I understood that there are concerns regarding this support, from our
previous discussion:
https://lore.kernel.org/all/ZEcT%2F7erkhHDaNvD@Asurada-Nvidia/
Yet, some followup discussion in the kernel maillist has shifted the
direction of regular SMMU nesting to potentially having multiple vSMMU
instances as well:
https://lore.kernel.org/all/20240611121756.GT19897@nvidia.com/
I will summerize all the dots in the following paragraphs:
[ Why do we need multiple nested SMMUs? ]
1, This is a must feature for NVIDIA's Grace SoC to support its CMDQV
(an extension HW for SMMU). It allows to assgin a Command Queue HW
dedicatedly to a VM. Then VM controls it via an mmap'd MMIO page:
https://lore.kernel.org/all/f00da8df12a154204e53b343b2439bf31517241f.1712978213.git.nicolinc@nvidia.com/
Each Grace SoC has 5 SMMUs (i.e. 5 CMDQVs), meaning there can be 5
MMIO pages. If QEMU only supports one vSMMU and all passthrough
devices attach to one shared vSMMU, it technically cannot mmap 5
MMIO pages, nor assign devices to use corresponding pages.
2, This is optional for nested SMMU, and essentially a design choice
between a single vSMMU design and a multiple-vSMMU design. Here're
the pros and cons:
+ Pros for single vSMMU design
a) It is easy and clean, by all means.
- Cons for single vSMMU design
b) It can have complications if underlying pSMMUs are different.
c) Emulated devices might have to be added to the nested SMMU,
since "iommu=nested-smmuv3" enables for the whole VM. This
means the vSMMU instance has to act at the same time as both
a nested SMMU and a para-virt SMMU.
d) IOTLB inefficiency. Since devices behind different pSMMUs are
attached to a single vSMMU, the vSMMU code traps invalidation
commands in a shared guest CMDQ, meaning it needs to dispatch
those commands correctly to pSMMUs, by either a broadcast or
walking through a lookup table. Note that if a command is not
tied to any hwpt or device, it still has to be broadcasted.
+ Pros for multiple vSMMU design
e) Emulated devices can be isolated from any nested SMMU.
f) Cache invalidation commands will always be forwarded to the
corresponding pSMMU, reducing the overhead from vSMMU walking
through a lookup table or broadcasting.
g) It will adapt CMDQV very easily.
- Cons for multiple vSMMU diesgn
h) Complications in VIRT and IORT design
i) Difficulty to support device hotplugs
j) Potential of running out of PCI bus number, as QEMU doesn't
support multiple PCI domains.
[ How is it implemented with this series? ]

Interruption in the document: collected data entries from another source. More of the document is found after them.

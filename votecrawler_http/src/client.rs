//! HTTP client for municipal election-result pages.

use std::time::Duration;

use url::Url;

use crate::{user_agent::get_user_agent, Error};

/// Settings applied when the underlying connection pool is built.
#[derive(Debug, Clone, Default)]
pub struct ClientConfig {
    /// Per-request timeout. `None` keeps the transport default (no timeout).
    pub timeout: Option<Duration>,
    /// Send a browser-like `User-Agent` header instead of none at all.
    pub browser_user_agent: bool,
}

/// Page client shared by every fetch in a batch.
///
/// Wraps a single `reqwest::Client`, so clones share one connection pool.
/// The client does not interpret page content and never retries.
#[derive(Debug, Clone)]
pub struct Client {
    http: reqwest::Client,
}

impl Client {
    /// Creates a client with default settings.
    pub fn new() -> Result<Self, Error> {
        Self::with_config(&ClientConfig::default())
    }

    /// Creates a client with the given timeout and header settings.
    pub fn with_config(config: &ClientConfig) -> Result<Self, Error> {
        let mut builder = reqwest::Client::builder();
        if let Some(timeout) = config.timeout {
            builder = builder.timeout(timeout);
        }
        if config.browser_user_agent {
            builder = builder.user_agent(get_user_agent());
        }
        let http = builder.build().map_err(Error::ClientBuild)?;
        Ok(Self { http })
    }

    /// Fetches `url` with a single GET and returns the body as text.
    ///
    /// The body is decoded with the charset declared by the response,
    /// falling back to UTF-8.
    pub async fn fetch_page(&self, url: &str) -> Result<String, Error> {
        let parsed = Url::parse(url).map_err(|source| Error::InvalidUrl {
            url: url.to_string(),
            source,
        })?;

        let resp = self
            .http
            .get(parsed)
            .send()
            .await
            .map_err(|source| {
                tracing::debug!("Failed to get {}: {}", url, source);
                Error::RequestFailed {
                    url: url.to_string(),
                    source,
                }
            })?;

        let status = resp.status();
        let body = resp.text().await.map_err(|source| {
            tracing::debug!("Failed to read response body from {}: {}", url, source);
            Error::BodyRead {
                url: url.to_string(),
                source,
            }
        })?;

        if !status.is_success() {
            let snippet = truncate_body(&body);
            tracing::debug!("{} returned status {}", url, status);
            return Err(Error::HttpStatus {
                status: status.as_u16(),
                body: snippet,
            });
        }

        tracing::debug!("Fetched {} ({} bytes)", url, body.len());
        Ok(body)
    }
}

fn truncate_body(body: &str) -> String {
    const MAX: usize = 2000;
    if body.len() <= MAX {
        return body.to_string();
    }
    let mut end = MAX;
    while !body.is_char_boundary(end) {
        end -= 1;
    }
    format!("{}...[truncated]", &body[..end])
}
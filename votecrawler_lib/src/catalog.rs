//! Party catalog: the ordered set of parties whose tallies are extracted.
//!
//! The built-in catalog is embedded at compile time from
//! `seed_data/parties.yml`; a replacement with the same schema can be
//! loaded at runtime.

use serde::Deserialize;
use std::collections::HashSet;
use thiserror::Error;

/// Error types for catalog operations.
#[derive(Error, Debug)]
pub enum CatalogError {
    #[error("Failed to parse party catalog YAML: {0}")]
    YamlParse(#[from] serde_yml::Error),
    #[error("Party catalog is empty")]
    Empty,
    #[error("Party catalog contains an entry with an empty id")]
    EmptyId,
    #[error("Duplicate party id in catalog: {0}")]
    DuplicateParty(String),
}

#[derive(Deserialize, Debug)]
struct CatalogFile {
    parties: Vec<Party>,
}

/// A single catalog party.
///
/// `id` is the official abbreviation and doubles as the CSV column header.
/// `alternates` are spellings used by some pages instead of the id
/// (e.g. "DIE GRÜNEN" for "GRÜNE"), tried in order.
#[derive(Deserialize, Debug, Clone, PartialEq, Eq)]
pub struct Party {
    pub id: String,
    #[serde(default)]
    pub alternates: Vec<String>,
}

impl Party {
    pub fn new(id: impl Into<String>) -> Self {
        Self {
            id: id.into(),
            alternates: Vec::new(),
        }
    }

    pub fn with_alternate(mut self, alternate: impl Into<String>) -> Self {
        self.alternates.push(alternate.into());
        self
    }
}

/// Ordered, validated list of parties. Read-only once built.
#[derive(Debug, Clone, PartialEq, Eq)]
pub struct PartyCatalog {
    parties: Vec<Party>,
}

impl PartyCatalog {
    /// Builds a catalog, rejecting empty catalogs, empty ids and duplicates.
    pub fn new(parties: Vec<Party>) -> Result<Self, CatalogError> {
        if parties.is_empty() {
            return Err(CatalogError::Empty);
        }
        let mut seen = HashSet::new();
        for party in &parties {
            if party.id.trim().is_empty() {
                return Err(CatalogError::EmptyId);
            }
            if !seen.insert(party.id.as_str()) {
                return Err(CatalogError::DuplicateParty(party.id.clone()));
            }
        }
        Ok(Self { parties })
    }

    /// Parses a catalog from YAML content.
    pub fn from_yaml(yaml_content: &str) -> Result<Self, CatalogError> {
        let file: CatalogFile = serde_yml::from_str(yaml_content)?;
        Self::new(file.parties)
    }

    /// Loads the catalog embedded at compile time.
    pub fn builtin() -> Result<Self, CatalogError> {
        let yaml_content = include_str!("../../seed_data/parties.yml");
        Self::from_yaml(yaml_content)
    }

    pub fn parties(&self) -> &[Party] {
        &self.parties
    }

    /// Party ids in catalog order.
    pub fn ids(&self) -> impl Iterator<Item = &str> {
        self.parties.iter().map(|p| p.id.as_str())
    }

    pub fn len(&self) -> usize {
        self.parties.len()
    }

    pub fn is_empty(&self) -> bool {
        self.parties.is_empty()
    }
}
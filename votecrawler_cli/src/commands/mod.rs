//! CLI subcommand implementations.

pub mod check;
pub mod crawl;

use std::path::Path;

use anyhow::{Context, Result};
use votecrawler_lib::{parse_url_list, PartyCatalog, UrlEntry};

/// Environment variable naming a party catalog YAML file.
pub const PARTIES_ENV: &str = "VOTECRAWLER_PARTIES";

/// Reads and validates the URL list before any request goes out.
pub fn read_url_file(path: &Path) -> Result<Vec<UrlEntry>> {
    let content = std::fs::read_to_string(path)
        .with_context(|| format!("failed to read URL file {}", path.display()))?;
    let entries = parse_url_list(&content)?;
    Ok(entries)
}

/// Loads the catalog from `--parties`, then `VOTECRAWLER_PARTIES`, then the
/// built-in default.
pub fn load_catalog(path: Option<&Path>) -> Result<PartyCatalog> {
    let path = path
        .map(Path::to_path_buf)
        .or_else(|| std::env::var_os(PARTIES_ENV).map(Into::into));
    match path {
        Some(path) => {
            let yaml = std::fs::read_to_string(&path)
                .with_context(|| format!("failed to read party catalog {}", path.display()))?;
            PartyCatalog::from_yaml(&yaml)
                .with_context(|| format!("invalid party catalog {}", path.display()))
        }
        None => Ok(PartyCatalog::builtin()?),
    }
}

#[cfg(test)]
mod tests {
    use super::*;
    use std::fs;
    use std::path::PathBuf;
    use votecrawler_lib::VoteCrawlerError;

    fn temp_path(name: &str) -> PathBuf {
        std::env::temp_dir().join(format!("votecrawler-cmd-{}-{}", std::process::id(), name))
    }

    fn write_temp(name: &str, content: &str) -> PathBuf {
        let path = temp_path(name);
        fs::write(&path, content).unwrap();
        path
    }

    #[test]
    fn test_missing_url_file_is_fatal() {
        let path = temp_path("does-not-exist.txt");
        let err = read_url_file(&path).unwrap_err();
        assert!(format!("{:#}", err).contains("failed to read URL file"));
    }

    #[test]
    fn test_malformed_url_reports_line() {
        let path = write_temp(
            "urls.txt",
            "http://x.example/a?detailonr=1\n\nhttp://x.example/b?wahl=2\n",
        );
        let err = read_url_file(&path).unwrap_err();
        match err.downcast_ref::<VoteCrawlerError>() {
            Some(VoteCrawlerError::MalformedUrl { line, url, .. }) => {
                assert_eq!(*line, 3);
                assert_eq!(url, "http://x.example/b?wahl=2");
            }
            other => panic!("expected MalformedUrl, got {:?}", other),
        }
        fs::remove_file(&path).unwrap();
    }

    #[test]
    fn test_url_file_entries_in_order() {
        let path = write_temp(
            "good-urls.txt",
            "http://x.example/a?detailonr=1\nhttp://y.other/b?detailonr=2&z=0\n",
        );
        let entries = read_url_file(&path).unwrap();
        let keys: Vec<String> = entries.iter().map(UrlEntry::key).collect();
        assert_eq!(keys, vec!["example-1", "other-2"]);
        fs::remove_file(&path).unwrap();
    }

    #[test]
    fn test_invalid_catalog_file_is_fatal() {
        let path = write_temp("bad-parties.yml", "parties: []\n");
        let err = load_catalog(Some(&path)).unwrap_err();
        assert!(format!("{:#}", err).contains("invalid party catalog"));
        fs::remove_file(&path).unwrap();
    }

    // Only test touching VOTECRAWLER_PARTIES, so the env steps cannot race.
    #[test]
    fn test_catalog_precedence() {
        let flag = write_temp("flag-parties.yml", "parties:\n  - id: \"KPÖ\"\n");
        let env = write_temp("env-parties.yml", "parties:\n  - id: \"BIER\"\n");

        std::env::remove_var(PARTIES_ENV);
        assert_eq!(load_catalog(None).unwrap(), PartyCatalog::builtin().unwrap());

        std::env::set_var(PARTIES_ENV, &env);
        let from_env = load_catalog(None).unwrap();
        assert_eq!(from_env.ids().collect::<Vec<_>>(), vec!["BIER"]);

        let from_flag = load_catalog(Some(&flag)).unwrap();
        assert_eq!(from_flag.ids().collect::<Vec<_>>(), vec!["KPÖ"]);

        std::env::remove_var(PARTIES_ENV);
        fs::remove_file(&flag).unwrap();
        fs::remove_file(&env).unwrap();
    }
}
use std::time::Duration;

use votecrawler_http::{Client, ClientConfig, Error};
use wiremock::matchers::{header_exists, method, path};
use wiremock::{Mock, MockServer, ResponseTemplate};

#[tokio::test]
async fn fetch_page_success() {
    let mock_server = MockServer::start().await;
    let body = "<html><body><table></table></body></html>";

    Mock::given(method("GET"))
        .and(path("/ergebnis"))
        .respond_with(ResponseTemplate::new(200).set_body_string(body))
        .mount(&mock_server)
        .await;

    let client = Client::new().unwrap();
    let url = format!("{}/ergebnis?detailonr=001", mock_server.uri());
    let result = client.fetch_page(&url).await;
    assert_eq!(result.unwrap(), body);
}

#[tokio::test]
async fn fetch_page_server_error() {
    let mock_server = MockServer::start().await;

    Mock::given(method("GET"))
        .and(path("/ergebnis"))
        .respond_with(ResponseTemplate::new(500).set_body_string("Internal Server Error"))
        .mount(&mock_server)
        .await;

    let client = Client::new().unwrap();
    let url = format!("{}/ergebnis", mock_server.uri());
    let err = client.fetch_page(&url).await.unwrap_err();
    match err {
        Error::HttpStatus { status, body } => {
            assert_eq!(status, 500);
            assert_eq!(body, "Internal Server Error");
        }
        other => panic!("unexpected error: {other:?}"),
    }
}

#[tokio::test]
async fn fetch_page_not_found() {
    let mock_server = MockServer::start().await;

    let client = Client::new().unwrap();
    let url = format!("{}/missing", mock_server.uri());
    let err = client.fetch_page(&url).await.unwrap_err();
    assert!(matches!(err, Error::HttpStatus { status: 404, .. }));
}

#[tokio::test]
async fn fetch_page_decodes_declared_charset() {
    let mock_server = MockServer::start().await;
    // "ÖVP" in ISO-8859-1
    let latin1: Vec<u8> = vec![0xD6, b'V', b'P'];

    Mock::given(method("GET"))
        .and(path("/latin"))
        .respond_with(ResponseTemplate::new(200).set_body_raw(latin1, "text/html; charset=iso-8859-1"))
        .mount(&mock_server)
        .await;

    let client = Client::new().unwrap();
    let url = format!("{}/latin", mock_server.uri());
    assert_eq!(client.fetch_page(&url).await.unwrap(), "ÖVP");
}

#[tokio::test]
async fn fetch_page_connection_refused() {
    let listener = std::net::TcpListener::bind("127.0.0.1:0").unwrap();
    let port = listener.local_addr().unwrap().port();
    drop(listener);
    let url = format!("http://127.0.0.1:{port}/gone");

    let client = Client::new().unwrap();
    let err = client.fetch_page(&url).await.unwrap_err();
    assert!(matches!(err, Error::RequestFailed { .. }));
}

#[tokio::test]
async fn fetch_page_invalid_url() {
    let client = Client::new().unwrap();
    let err = client.fetch_page("not a url").await.unwrap_err();
    assert!(matches!(err, Error::InvalidUrl { .. }));
}

#[tokio::test]
async fn fetch_page_times_out() {
    let mock_server = MockServer::start().await;

    Mock::given(method("GET"))
        .and(path("/slow"))
        .respond_with(
            ResponseTemplate::new(200)
                .set_body_string("late")
                .set_delay(Duration::from_secs(2)),
        )
        .mount(&mock_server)
        .await;

    let client = Client::with_config(&ClientConfig {
        timeout: Some(Duration::from_millis(100)),
        browser_user_agent: false,
    })
    .unwrap();
    let url = format!("{}/slow", mock_server.uri());
    let err = client.fetch_page(&url).await.unwrap_err();
    assert!(matches!(err, Error::RequestFailed { .. }));
}

#[tokio::test]
async fn browser_user_agent_is_sent() {
    let mock_server = MockServer::start().await;

    Mock::given(method("GET"))
        .and(path("/ua"))
        .and(header_exists("user-agent"))
        .respond_with(ResponseTemplate::new(200).set_body_string("ok"))
        .expect(1)
        .mount(&mock_server)
        .await;

    let client = Client::with_config(&ClientConfig {
        timeout: None,
        browser_user_agent: true,
    })
    .unwrap();
    let url = format!("{}/ua", mock_server.uri());
    assert_eq!(client.fetch_page(&url).await.unwrap(), "ok");
}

* As an experimental series, this is all done in VIRT and ACPI code.
* Scan iommu sysfs nodes and build an SMMU node list (PATCH-03).
* Create one PCIe Expander Bridge (+ one vSMMU) from the top of bus
number (0xFF) with intervals for root-ports (PATCH-05). E.g. host
system with three pSMMUs:
[ pcie.0 bus ]
-----------------------------------------------------------------------------
| | | |
----------------- ------------------ ------------------ ------------------
| emulated devs | | smmu_bridge.e5 | | smmu_bridge.ee | | smmu_bridge.f7 |
----------------- ------------------ ------------------ ------------------
* Loop vfio-pci devices against the SMMU node list and assign them
automatically in the VIRT code to the corresponding smmu_bridges,
and then attach them by creating a root port (PATCH-06):
[ pcie.0 bus ]
-----------------------------------------------------------------------------
| | | |
----------------- ------------------ ------------------ ------------------
| emulated devs | | smmu_bridge.e5 | | smmu_bridge.ee | | smmu_bridge.f7 |
----------------- ------------------ ------------------ ------------------
|
---------------- -----------
| root_port.ef |---| PCI dev |
---------------- -----------
* Set the "pcie.0" root bus to iommu bypass, so its entire ID space
will be directed to ITS in IORT. If a vfio-pci device chooses to
bypass 2-stage translation, it can be added to "pcie.0" (PATCH-07):
--------------build_iort: its_idmaps
build_iort_id_mapping: input_base=0x0, id_count=0xe4ff, out_ref=0x30
* Map IDs of smmu_bridges to corresponding vSMMUs (PATCH-09):
--------------build_iort: smmu_idmaps
build_iort_id_mapping: input_base=0xe500, id_count=0x8ff, out_ref=0x48
build_iort_id_mapping: input_base=0xee00, id_count=0x8ff, out_ref=0xa0
build_iort_id_mapping: input_base=0xf700, id_count=0x8ff, out_ref=0xf8
* Finally, "lspci -tv" in the guest looks like this:
-+-[0000:ee]---00.0-[ef]----00.0 [vfio-pci passthrough]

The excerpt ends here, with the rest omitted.